Photocatalysis mediated by the semiconducting TiO₂ is an established advanced oxidation process becoming more and more attractive for environmental applications [1], [2]. TiO₂ is used in many applications because of its outstanding properties, including deodorizing, defogging, anti-bacterial and anti-cancer action [3]. But one of the most significant features of TiO₂ is its strong decomposing power of organic pollutants in water and air. Advantages of utilizing titanium oxide in the decomposition of organic pollutants includes its low cost, ease of handling, radiation stability, and avoiding the need to use strong oxidizing agents [4].

The photocatalytic activity of TiO₂ is strongly influenced by its structure. For this purpose, the important role of structure has been studied extensively in the literature by preparing a series of compounds in which the structure of TiO₂ varied from layered and pillared titanates, microcrystalline TiO₂ pillared clays, mixed Ti/Si oxides, nanocrystals of TiO₂ dispersed in inorganic media, or on the surface of active, non-activated carbon [5], [6], [7], [8], [9], [10], [11], [12], [13], [14]. A major conclusion is that the activity of titanium-containing solids is affected by its crystal structures and chemical composition of the respective composite. In this way, it is important to stress that TiO₂ composites have been reported as highly effective photocatalysts for a range of catalytic performances [5], [10], [11], [12], [13]. Regarding TiO₂–clay composites a comparison between TiO₂ pillared clays and solid dispersions of anatase in swellable aluminosilicate minerals has shown that most TiO₂ particles are amorphous in pillared clays exhibiting a poor photocatalytic activity [3], [15] while composites from dispersion of TiO₂ particles in layered clays appeared to be more effective photocatalysts [10], [11], [12], [13]. Furthermore, the way to alter the pillar's size or the pore structure was a difficult procedure thus limiting the applications of the pillared materials. Recently, the synthesis of composite nanostructures of TiO₂ and swellable aluminosilicate minerals has been reported. These TiO₂-composites exhibited superior photocatalytic properties [10], [12], [13].

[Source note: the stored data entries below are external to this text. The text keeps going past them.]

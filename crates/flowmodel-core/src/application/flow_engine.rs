//! Engine facade
//!
//! [`FlowEngine`] is the single entry point: it owns the action and model
//! class registries, the live model instances, the shared context bag, the
//! optional model repository and the apply-flow cache. Every engine is an
//! isolated unit; nothing is process-global.

use serde_json::Value;
use std::collections::HashMap;
use std::fmt;
use std::sync::{Arc, PoisonError, RwLock};
use tracing::{debug, warn};
use uuid::Uuid;

use crate::application::action_registry::ActionRegistry;
use crate::application::apply_flow_cache::{cache_key, ApplyFlowCache, FlowOutcome};
use crate::application::flow_execution_service::FlowExecutionService;
use crate::application::model_class_registry::ModelClassRegistry;
use crate::application::model_instance_registry::ModelInstanceRegistry;
use crate::config::EngineConfig;
use crate::domain::action::{ActionDefinition, ActionRegistration};
use crate::domain::flow_definition::FlowDefinition;
use crate::domain::model::{CreateModelOptions, FlowModel};
use crate::domain::model_class::ModelClass;
use crate::domain::repository::ModelRepository;
use crate::types::Props;
use crate::CoreError;

/// State shared by every handle of one engine
pub struct EngineInner {
    actions: ActionRegistry,
    model_classes: ModelClassRegistry,
    models: ModelInstanceRegistry,
    cache: ApplyFlowCache,
    context: RwLock<Props>,
    repository: RwLock<Option<Arc<dyn ModelRepository>>>,
    config: EngineConfig,
}

/// Cloneable handle to a flow engine
#[derive(Clone)]
pub struct FlowEngine {
    inner: Arc<EngineInner>,
}

impl Default for FlowEngine {
    fn default() -> Self {
        Self::new()
    }
}

impl FlowEngine {
    /// Create an engine with the default configuration
    pub fn new() -> Self {
        Self::with_config(EngineConfig::default())
    }

    /// Create an engine with `config`
    pub fn with_config(config: EngineConfig) -> Self {
        Self {
            inner: Arc::new(EngineInner {
                actions: ActionRegistry::new(),
                model_classes: ModelClassRegistry::new(),
                models: ModelInstanceRegistry::new(),
                cache: ApplyFlowCache::new(config.cache.clone()),
                context: RwLock::new(Props::new()),
                repository: RwLock::new(None),
                config,
            }),
        }
    }

    pub(crate) fn from_inner(inner: Arc<EngineInner>) -> Self {
        Self { inner }
    }

    /// Active configuration
    pub fn config(&self) -> &EngineConfig {
        &self.inner.config
    }

    // -- repository ------------------------------------------------------

    /// Configure the persistence backend, replacing any previous one
    pub fn set_model_repository(&self, repository: Arc<dyn ModelRepository>) {
        let mut slot = self
            .inner
            .repository
            .write()
            .unwrap_or_else(PoisonError::into_inner);
        if slot.is_some() {
            warn!("Model repository is already set and will be overwritten");
        }
        *slot = Some(repository);
    }

    /// The configured persistence backend
    pub fn model_repository(&self) -> Option<Arc<dyn ModelRepository>> {
        self.inner
            .repository
            .read()
            .unwrap_or_else(PoisonError::into_inner)
            .clone()
    }

    // -- shared context --------------------------------------------------

    /// Replace the shared context bag
    pub fn set_context(&self, context: Props) {
        *self
            .inner
            .context
            .write()
            .unwrap_or_else(PoisonError::into_inner) = context;
    }

    /// Snapshot of the shared context bag
    pub fn get_context(&self) -> Props {
        self.inner
            .context
            .read()
            .unwrap_or_else(PoisonError::into_inner)
            .clone()
    }

    /// Set one key of the shared context bag
    pub fn set_context_value(&self, key: impl Into<String>, value: Value) {
        self.inner
            .context
            .write()
            .unwrap_or_else(PoisonError::into_inner)
            .insert(key.into(), value);
    }

    // -- actions ---------------------------------------------------------

    /// Register an action from `(name, ActionOptions)` or an [`ActionDefinition`]
    pub fn register_action(&self, registration: impl Into<ActionRegistration>) -> Result<(), CoreError> {
        self.inner.actions.register(registration)
    }

    /// Look up an action
    pub fn get_action(&self, name: &str) -> Option<ActionDefinition> {
        self.inner.actions.get(name)
    }

    // -- model classes ---------------------------------------------------

    /// Register a model class under `name`
    pub fn register_model_class(&self, name: impl Into<String>, class: impl Into<Arc<ModelClass>>) {
        self.inner.model_classes.register(name, class.into());
    }

    /// Register several model classes
    pub fn register_models<I, S>(&self, classes: I)
    where
        I: IntoIterator<Item = (S, Arc<ModelClass>)>,
        S: Into<String>,
    {
        self.inner.model_classes.register_all(classes);
    }

    /// Look up a model class
    pub fn get_model_class(&self, name: &str) -> Option<Arc<ModelClass>> {
        self.inner.model_classes.get(name)
    }

    /// Snapshot of every registered model class
    pub fn get_model_classes(&self) -> HashMap<String, Arc<ModelClass>> {
        self.inner.model_classes.snapshot()
    }

    // -- flows -----------------------------------------------------------

    /// Attach a flow to a registered model class.
    ///
    /// Unknown classes, classes built without flows and malformed flows are
    /// logged and ignored. Returns whether the flow was stored.
    pub fn register_flow(&self, model_class: &str, flow: FlowDefinition) -> bool {
        let flow_key = flow.key.clone();

        let Some(class) = self.get_model_class(model_class) else {
            warn!(
                model_class = %model_class,
                flow_key = %flow_key,
                "Model class not found, flow will not be registered"
            );
            return false;
        };

        if let Err(e) = flow.validate() {
            warn!(
                model_class = %model_class,
                flow_key = %flow_key,
                error = %e,
                "Invalid flow definition, flow will not be registered"
            );
            return false;
        }

        if !class.register_flow(flow) {
            warn!(
                model_class = %model_class,
                flow_key = %flow_key,
                "Model class does not accept flows, flow will not be registered"
            );
            return false;
        }

        debug!(model_class = %model_class, flow_key = %flow_key, "Registered flow");
        true
    }

    // -- model instances -------------------------------------------------

    /// Create a model instance, or return the live one with the same uid.
    ///
    /// Init hooks run once, only for a newly created instance. A failing hook
    /// unregisters the instance and fails the call.
    pub fn create_model(&self, options: CreateModelOptions) -> Result<Arc<FlowModel>, CoreError> {
        let class = self
            .get_model_class(&options.use_class)
            .ok_or_else(|| CoreError::ModelClassNotFound(options.use_class.clone()))?;

        if let Some(existing) = options.uid.as_deref().and_then(|uid| self.inner.models.get(uid)) {
            debug!(uid = %existing.uid(), "Model already exists, returning live instance");
            return Ok(existing);
        }

        let uid = options
            .uid
            .clone()
            .filter(|uid| !uid.is_empty())
            .unwrap_or_else(|| Uuid::new_v4().to_string());
        let model = Arc::new(FlowModel::new(
            uid,
            class.clone(),
            &options,
            Arc::downgrade(&self.inner),
        ));

        let (model, inserted) = self.inner.models.insert_or_existing(model);
        if !inserted {
            return Ok(model);
        }

        if let Some(parent_id) = options.parent_id.as_deref().filter(|id| *id != model.uid()) {
            match self.inner.models.get(parent_id) {
                Some(parent) => {
                    model.set_parent(&parent);
                    self.inner.models.link_child(parent_id, model.uid());
                }
                None => debug!(
                    uid = %model.uid(),
                    parent_id = %parent_id,
                    "Parent is not live, model is left unlinked"
                ),
            }
        }

        for hook in class.init_hooks() {
            if let Err(e) = hook(model.as_ref(), &options) {
                warn!(uid = %model.uid(), error = %e, "Model initialization failed");
                self.inner.models.remove(model.uid());
                return Err(e);
            }
        }

        debug!(uid = %model.uid(), model_class = %options.use_class, "Created model");
        Ok(model)
    }

    /// Look up a live instance
    pub fn get_model(&self, uid: &str) -> Option<Arc<FlowModel>> {
        self.inner.models.get(uid)
    }

    /// Live direct children of `uid`, in link order
    pub fn get_children(&self, uid: &str) -> Vec<Arc<FlowModel>> {
        self.inner
            .models
            .children(uid)
            .iter()
            .filter_map(|child| self.inner.models.get(child))
            .collect()
    }

    /// Unregister one instance; its children stay registered.
    ///
    /// Returns `true` iff an instance was removed.
    pub fn remove_model(&self, uid: &str) -> bool {
        let removed = self.inner.models.remove(uid).is_some();
        if removed {
            debug!(uid = %uid, "Removed model");
        }
        removed
    }

    /// Unregister an instance and everything below it; returns how many were removed
    pub fn remove_model_tree(&self, uid: &str) -> usize {
        let mut uids = self.inner.models.descendants(uid);
        uids.push(uid.to_string());
        uids.iter().filter(|uid| self.remove_model(uid)).count()
    }

    /// Load an instance through the repository.
    ///
    /// `Ok(None)` when no repository is configured or no record exists.
    pub async fn load_model(&self, uid: &str) -> Result<Option<Arc<FlowModel>>, CoreError> {
        let Some(repository) = self.model_repository() else {
            debug!(uid = %uid, "No model repository configured, nothing to load");
            return Ok(None);
        };

        match repository.load(uid).await? {
            Some(record) if !record.uid.is_empty() => {
                debug!(uid = %uid, "Loaded model record");
                self.create_model(record.into()).map(Some)
            }
            _ => Ok(None),
        }
    }

    /// Load the instance named by `options.uid`, or create and persist a new one.
    ///
    /// Without a repository the instance is created in memory only. If the
    /// first save fails the new instance is unregistered again.
    pub async fn load_or_create_model(
        &self,
        options: CreateModelOptions,
    ) -> Result<Arc<FlowModel>, CoreError> {
        let Some(repository) = self.model_repository() else {
            return self.create_model(options);
        };

        if let Some(uid) = options.uid.as_deref().filter(|uid| !uid.is_empty()) {
            if let Some(record) = repository.load(uid).await? {
                if !record.uid.is_empty() {
                    return self.create_model(record.into());
                }
            }
        }

        let model = self.create_model(options)?;
        if let Err(e) = repository.save(&model).await {
            warn!(uid = %model.uid(), error = %e, "Failed to persist new model");
            self.remove_model(model.uid());
            return Err(e);
        }
        Ok(model)
    }

    /// Persist an instance; a no-op without a repository
    pub async fn save_model(&self, model: &FlowModel) -> Result<(), CoreError> {
        match self.model_repository() {
            Some(repository) => {
                repository.save(model).await?;
                debug!(uid = %model.uid(), "Saved model");
                Ok(())
            }
            None => {
                debug!(uid = %model.uid(), "No model repository configured, save skipped");
                Ok(())
            }
        }
    }

    /// Delete an instance from the repository and from memory.
    ///
    /// The in-memory instance is removed even when the repository fails; the
    /// repository error is returned afterwards. Resolves to whether a live
    /// instance was removed.
    pub async fn destroy_model(&self, uid: &str) -> Result<bool, CoreError> {
        let persisted = match self.model_repository() {
            Some(repository) => repository.destroy(uid).await,
            None => Ok(()),
        };

        let removed = self.remove_model(uid);
        if let Err(e) = persisted {
            warn!(uid = %uid, error = %e, "Failed to destroy persisted model");
            return Err(e);
        }
        debug!(uid = %uid, removed, "Destroyed model");
        Ok(removed)
    }

    /// Destroy an instance and everything below it, deepest first.
    ///
    /// Every uid is attempted; the first repository error is returned.
    pub async fn destroy_model_tree(&self, uid: &str) -> Result<usize, CoreError> {
        let mut uids = self.inner.models.descendants(uid);
        uids.push(uid.to_string());

        let mut removed = 0;
        let mut first_error = None;
        for uid in &uids {
            match self.destroy_model(uid).await {
                Ok(true) => removed += 1,
                Ok(false) => {}
                Err(e) => {
                    removed += 1;
                    first_error.get_or_insert(e);
                }
            }
        }

        match first_error {
            Some(e) => Err(e),
            None => Ok(removed),
        }
    }

    // -- flow application ------------------------------------------------

    /// Apply a flow of the model's class.
    ///
    /// Concurrent applications with the same uid, flow key and params share
    /// one execution.
    pub async fn apply_flow(
        &self,
        model: &Arc<FlowModel>,
        flow_key: &str,
        params: Value,
    ) -> FlowOutcome {
        let flow = model.model_class().get_flow(flow_key).ok_or_else(|| {
            CoreError::FlowNotFound(format!("{}.{}", model.use_class(), flow_key))
        })?;

        let key = cache_key(model.uid(), flow_key, &params);
        let service = FlowExecutionService::new(self.clone());
        let model = model.clone();

        self.inner
            .cache
            .run(key, move || async move { service.execute(model, flow, params).await })
            .await
    }

    /// Apply every auto flow of the model's class in order.
    ///
    /// Resolves to the outcome of each flow keyed by flow key; stops at the
    /// first failing flow.
    pub async fn apply_auto_flows(
        &self,
        model: &Arc<FlowModel>,
        params: Value,
    ) -> Result<Props, CoreError> {
        let mut results = Props::new();
        for flow in model.model_class().auto_flows() {
            let outcome = self.apply_flow(model, &flow.key, params.clone()).await?;
            results.insert(flow.key, outcome);
        }
        Ok(results)
    }

    /// The apply-flow cache, for inspection and invalidation
    pub fn apply_flow_cache(&self) -> &ApplyFlowCache {
        &self.inner.cache
    }
}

The present work sets out two objectives. At first, to prepare TiO₂ composites made up from the dispersion of the oxide to the surfaces of two different raw clays, namely (i) natural clay (montmorillonite) and (ii) synthetic hectorite (laponite RD). Six materials with different loading by weight of TiO₂ (15%, 30% and 55%) were prepared and characterized by several analytical techniques including XRD, N₂ adsorption–desorption isotherms, and SEM analysis. Secondly, to evaluate the photocatalytic efficiency of the nanocomposite catalysts using a chloroacetanilide herbicide (dimethachlor) as model compound. The molecular structure of the compound is depicted in Fig. 1.